# QuantConnect PDF MCP Server
An advanced Model Context Protocol (MCP) server that provides intelligent search and retrieval capabilities for QuantConnect PDF documentation. This server converts PDFs to searchable markdown format and provides fast, context-aware search using TF-IDF scoring and proximity matching.
## Features
- **Intelligent PDF Processing**: Automatically converts PDFs to structured markdown with proper formatting
- **Fast Search Index**: Uses inverted index with TF-IDF scoring for relevant results
- **Context-Aware Results**: Returns relevant excerpts with highlighted matches
- **Caching System**: Avoids reprocessing unchanged PDFs for better performance
- **Proximity Matching**: Boosts results where query terms appear close together
- **Three MCP Tools**: Search, list documents, and retrieve full content
## Project Structure
```
QuantConnectServer/
├── server.py # Main MCP server with enhanced search
├── convert_pdfs.py # Standalone PDF conversion utility
├── requirements.txt # Python dependencies
├── README.md # This documentation
├── env/ # Python virtual environment
└── quantconnect-docs/ # PDF documents and converted markdown
├── Quantconnect-Local-Platform-Python-2.pdf
├── Quantconnect-Writing-Algorithms-Python-2.pdf
└── markdown/ # Auto-generated markdown files
├── .pdf_cache.json # Processing cache
├── .search_index.pkl # Search index cache
└── *.md files # Converted documents
```
## Installation
### Prerequisites
- Python 3.8 or higher
- pip package manager
### Step 1: Install Dependencies
Install required packages:
```bash
pip install -r requirements.txt
```
The `requirements.txt` includes:
- `mcp` - Model Context Protocol library
- `PyPDF2` - PDF text extraction
- `asyncio` - Asynchronous processing
### Step 2: Prepare Your Environment
Create a virtual environment (recommended):
```bash
python -m venv env
source env/bin/activate # On Windows: env\Scripts\activate
pip install -r requirements.txt
```
## Configuration
### Claude Desktop Setup
Find your Claude Desktop configuration file:
- **macOS**: `~/Library/Application Support/Claude/claude_desktop_config.json`
- **Windows**: `%APPDATA%\Claude\claude_desktop_config.json`
- **Linux**: `~/.config/claude/claude_desktop_config.json`
Add this configuration (adjust paths to match your system):
```json
{
"mcpServers": {
"quantconnect-pdf-server": {
"command": "/path/to/your/project/env/bin/python3",
"args": ["/path/to/your/project/server.py"],
"env": {
"QUANTCONNECT_PDF_FOLDER": "/path/to/your/project/quantconnect-docs",
"QUANTCONNECT_MARKDOWN_FOLDER": "/path/to/your/project/quantconnect-docs/markdown"
}
}
}
}
```
### Environment Variables
- `QUANTCONNECT_PDF_FOLDER`: Directory containing your PDF files (required)
- `QUANTCONNECT_MARKDOWN_FOLDER`: Directory for converted markdown files (optional, defaults to `PDF_FOLDER/markdown`)
## Usage
### Starting the Server
1. **Standalone testing**:
```bash
export QUANTCONNECT_PDF_FOLDER="/path/to/your/pdfs"
python server.py
```
2. **With Claude Desktop**: Restart Claude Desktop after configuration to load the MCP server
3. **Manual PDF conversion** (optional):
```bash
python convert_pdfs.py [pdf_folder] [markdown_folder]
```
### Testing the Integration
Test in Claude by asking:
- "Can you list the available QuantConnect documents?"
- "Search for information about backtesting in the QuantConnect docs"
- "What does the QuantConnect documentation say about indicators?"
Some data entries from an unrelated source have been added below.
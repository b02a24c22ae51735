//! ID type wrappers for type safety.

mod id_macro;

use id_macro::impl_id;
use serde::{Deserialize, Serialize};

/// Identifies one rendered DOM subtree (a certificate body, a printable form).
/// 标识一个已渲染的 DOM 子树。
#[derive(Debug, Clone, PartialEq, Eq, Hash, Serialize, Deserialize)]
pub struct SubtreeId(String);

/// Identifies a single export invocation.
#[derive(Debug, Clone, PartialEq, Eq, Hash, Serialize, Deserialize)]
pub struct JobId(String);

/// Identifies a preview/export session.
#[derive(Debug, Clone, PartialEq, Eq, Hash, Serialize, Deserialize)]
pub struct SessionId(String);

impl_id!(SubtreeId, JobId, SessionId);
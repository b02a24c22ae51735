//! Pipeline use cases
//!
//! render preview:  Snapshot ─► normalize ─► PreviewSurface
//! export:          ExportJob ─► MaterializeAssets ─► Rasterizer ─► Saver ─► Notifier

pub mod export_document;
pub mod materialize_assets;
pub mod render_preview;

pub use export_document::{ExportDocumentUseCase, ExportError, ExportSuccess};
pub use materialize_assets::{MaterializeAssetsUseCase, MaterializeError, MaterializerTiming};
pub use render_preview::{PreviewError, RenderPreviewUseCase, RenderedPreview};
//! # URL Normalizer / URL 规范化
//!
//! Rewrites filesystem-style image references inside a raw HTML snapshot into
//! HTTP references served by the asset server, so a sandboxed preview surface
//! can resolve them.
//! 将 HTML 快照中的文件系统路径引用改写为资源服务器的 HTTP 地址。
//!
//! Unrecognized references pass through untouched (fail-open). The output never
//! contains the `file:///` scheme for a recognized reference, so running the
//! normalizer twice is a no-op.

mod origin;
mod upload;

pub use origin::AssetOrigin;
pub use upload::upload_file_url;

use once_cell::sync::Lazy;
use regex::{Captures, Regex};

/// A `file:///` reference ends at a quote, whitespace or a closing paren
/// (the latter covers CSS `url(...)`).
static FILE_REFERENCE: Lazy<Regex> =
    Lazy::new(|| Regex::new(r#"file:///[^"'\s)]+"#).expect("valid file reference pattern"));

/// Container prefix the backend stores static assets under.
static STATIC_SEGMENT: Lazy<Regex> = Lazy::new(|| {
    Regex::new(r"(?:apps[/\\])?Static[/\\](.+)$").expect("valid static segment pattern")
});

/// Rewrite every recognized `file:///…/Static/<path>` reference in `html` to
/// `<origin>/static/<path>`.
pub fn normalize_html(html: &str, origin: &AssetOrigin) -> String {
    FILE_REFERENCE
        .replace_all(html, |caps: &Captures<'_>| {
            let reference = &caps[0];
            match rewrite_reference(reference, origin) {
                Some(rewritten) => rewritten,
                None => reference.to_string(),
            }
        })
        .into_owned()
}

/// Rewrite a single `file:///` reference; `None` when it has no `Static/` segment.
pub fn rewrite_reference(reference: &str, origin: &AssetOrigin) -> Option<String> {
    let caps = STATIC_SEGMENT.captures(reference)?;
    let relative_path = caps[1].replace('\\', "/");
    Some(origin.static_url(&relative_path))
}
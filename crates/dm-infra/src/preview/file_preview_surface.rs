use std::path::{Path, PathBuf};
use std::process::Stdio;
use std::sync::Mutex;

use anyhow::{anyhow, Context, Result};
use async_trait::async_trait;
use tokio::process::Command;
use tracing::info;

use dm_core::ports::PreviewSurfacePort;
use dm_core::SandboxPolicy;

const HOST_FILE: &str = "index.html";
const DOCUMENT_FILE: &str = "document.html";

/// Preview surface backed by a directory.
///
/// `render` writes the normalized document plus a host page that embeds it in
/// a sandboxed iframe; `print` hands the document to the print command.
pub struct FilePreviewSurface {
    dir: PathBuf,
    print_command: Option<String>,
    rendered: Mutex<Option<PathBuf>>,
}

impl FilePreviewSurface {
    pub fn new(dir: impl Into<PathBuf>) -> Self {
        Self {
            dir: dir.into(),
            print_command: None,
            rendered: Mutex::new(None),
        }
    }

    /// Whitespace-separated command; the document path is appended.
    pub fn with_print_command(mut self, command: impl Into<String>) -> Self {
        let command = command.into();
        self.print_command = (!command.trim().is_empty()).then_some(command);
        self
    }

    pub fn host_path(&self) -> PathBuf {
        self.dir.join(HOST_FILE)
    }

    pub fn document_path(&self) -> PathBuf {
        self.dir.join(DOCUMENT_FILE)
    }

    fn rendered_document(&self) -> Option<PathBuf> {
        self.rendered
            .lock()
            .unwrap_or_else(|p| p.into_inner())
            .clone()
    }
}

#[async_trait]
impl PreviewSurfacePort for FilePreviewSurface {
    async fn render(&self, html: &str, sandbox: &SandboxPolicy) -> Result<()> {
        tokio::fs::create_dir_all(&self.dir)
            .await
            .with_context(|| format!("create preview directory {}", self.dir.display()))?;

        let document = self.document_path();
        tokio::fs::write(&document, html)
            .await
            .with_context(|| format!("write {}", document.display()))?;

        let host = self.host_path();
        tokio::fs::write(&host, host_page(html, sandbox))
            .await
            .with_context(|| format!("write {}", host.display()))?;

        *self.rendered.lock().unwrap_or_else(|p| p.into_inner()) = Some(document);
        info!(path = %host.display(), "Preview rendered");
        Ok(())
    }

    async fn print(&self) -> Result<()> {
        let document = self
            .rendered_document()
            .ok_or_else(|| anyhow!("nothing has been rendered to print"))?;
        let command = self
            .print_command
            .as_deref()
            .ok_or_else(|| anyhow!("no print command configured"))?;

        run_print_command(command, &document).await
    }
}

async fn run_print_command(command: &str, document: &Path) -> Result<()> {
    let mut parts = command.split_whitespace();
    let program = parts
        .next()
        .ok_or_else(|| anyhow!("print command is empty"))?;

    let status = Command::new(program)
        .args(parts)
        .arg(document)
        .stdin(Stdio::null())
        .status()
        .await
        .with_context(|| format!("spawn print command `{program}`"))?;
    if !status.success() {
        return Err(anyhow!("print command `{program}` exited with {status}"));
    }
    info!(document = %document.display(), "Document sent to printer");
    Ok(())
}

fn host_page(html: &str, sandbox: &SandboxPolicy) -> String {
    format!(
        "<!DOCTYPE html>\n<html><head><meta charset=\"utf-8\"><title>Preview</title>\
         <style>html, body {{ margin: 0; height: 100%; }} \
         iframe {{ border: 0; width: 100%; height: 100%; transform-origin: top center; }}</style>\
         </head><body><iframe sandbox=\"{sandbox}\" srcdoc=\"{doc}\"></iframe></body></html>\n",
        doc = escape_srcdoc(html),
    )
}

fn escape_srcdoc(html: &str) -> String {
    html.replace('&', "&amp;").replace('"', "&quot;")
}
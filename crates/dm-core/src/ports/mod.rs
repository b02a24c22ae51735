//! Port interfaces for the application layer
//!
//! Ports define the contract between the pipeline use cases and the
//! collaborators they drive: the asset server, the off-screen raster
//! surface, the live DOM subtree, the rasterization backend, the save-to-disk
//! trigger, the preview surface and the caller's notification channel.
//! 端口定义用例与外部协作者之间的契约。

mod asset_fetcher;
mod notifier;
mod preview_surface;
mod raster_surface;
mod rasterizer;
mod saver;
mod subtree;

pub use asset_fetcher::AssetFetcherPort;
pub use notifier::NotifierPort;
pub use preview_surface::PreviewSurfacePort;
pub use raster_surface::RasterSurfacePort;
pub use rasterizer::RasterizerPort;
pub use saver::DocumentSaverPort;
pub use subtree::{ImageElementPort, RenderedSubtreePort};
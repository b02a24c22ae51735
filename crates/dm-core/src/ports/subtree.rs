use std::sync::Arc;

use anyhow::Result;

use crate::document::{MaterializedAsset, ResourceReference};
use crate::ids::SubtreeId;

/// One `<img>` element of a live, rendered subtree.
#[async_trait::async_trait]
pub trait ImageElementPort: Send + Sync {
    /// Current source attribute; `None` when absent.
    fn src(&self) -> Option<ResourceReference>;

    /// Overwrite the source attribute in place.
    fn set_src(&self, asset: &MaterializedAsset) -> Result<()>;

    /// Resolves once the element reports load completion. Load errors count as
    /// settled; already-loaded elements resolve immediately.
    async fn wait_settled(&self);
}

/// A DOM subtree that is attached and rendered (not a detached template).
/// 已挂载并渲染的 DOM 子树。
pub trait RenderedSubtreePort: Send + Sync {
    fn id(&self) -> &SubtreeId;

    /// Image elements in document order. Fails only when the subtree itself is
    /// gone.
    fn images(&self) -> Result<Vec<Arc<dyn ImageElementPort>>>;

    /// Serialized markup reflecting the current element sources.
    fn outer_html(&self) -> Result<String>;
}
- "Show me page 5 of the Local Platform documentation"
## Available MCP Tools
The server provides three powerful tools accessible through Claude:
### 1. `search_quantconnect_docs`
**Purpose**: Intelligent search through all QuantConnect documentation
**Parameters**:
- `query` (required): Search terms or topic to find
- `max_results` (optional): Number of results to return (default: 5)
**Features**:
- TF-IDF scoring for relevance ranking
- Proximity matching for multi-word queries
- Context extraction with highlighted matches
- Returns document excerpts with page numbers
### 2. `list_quantconnect_docs`
**Purpose**: List all available PDF documents in the collection
**Parameters**: None
**Returns**: Complete catalog of processed documents with metadata
### 3. `get_document_content`
**Purpose**: Retrieve full content from specific documents
**Parameters**:
- `filename` (required): Document name (with or without .md extension)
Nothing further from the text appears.